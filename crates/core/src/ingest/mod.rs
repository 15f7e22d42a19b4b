pub mod fixture;
pub mod provider;
pub mod types;

pub use fixture::StaticProvider;
pub use provider::{HttpJsonProvider, ProviderClient};

use crate::policy::AdvisorConfig;
use std::sync::Arc;
use std::time::Duration;

/// Builds one HTTP client per configured provider endpoint.
pub fn build_http_providers(config: &AdvisorConfig) -> anyhow::Result<Vec<Arc<dyn ProviderClient>>> {
    let timeout = Duration::from_millis(config.provider_timeout_ms);
    let mut out: Vec<Arc<dyn ProviderClient>> = Vec::with_capacity(config.providers.len());
    for endpoint in &config.providers {
        out.push(Arc::new(HttpJsonProvider::from_endpoint(endpoint, timeout)?));
    }
    Ok(out)
}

⁂

The problem>
Copy the lines above exactly, leaving every word as it is.

Output below>
filename crates/core/src/ingest/mod.rs
repository 15f7e22d42a19b4b
pub mod fixture;
pub mod provider;
pub mod types;

pub use fixture::StaticProvider;
pub use provider::{HttpJsonProvider, ProviderClient};

use crate::policy::AdvisorConfig;
use std::sync::Arc;
use std::time::Duration;

/// Builds one HTTP client per configured provider endpoint.
pub fn build_http_providers(config: &AdvisorConfig) -> anyhow::Result<Vec<Arc<dyn ProviderClient>>> {
    let timeout = Duration::from_millis(config.provider_timeout_ms);
    let mut out: Vec<Arc<dyn ProviderClient>> = Vec::with_capacity(config.providers.len());
    for endpoint in &config.providers {
        out.push(Arc::new(HttpJsonProvider::from_endpoint(endpoint, timeout)?));
    }
    Ok(out)
}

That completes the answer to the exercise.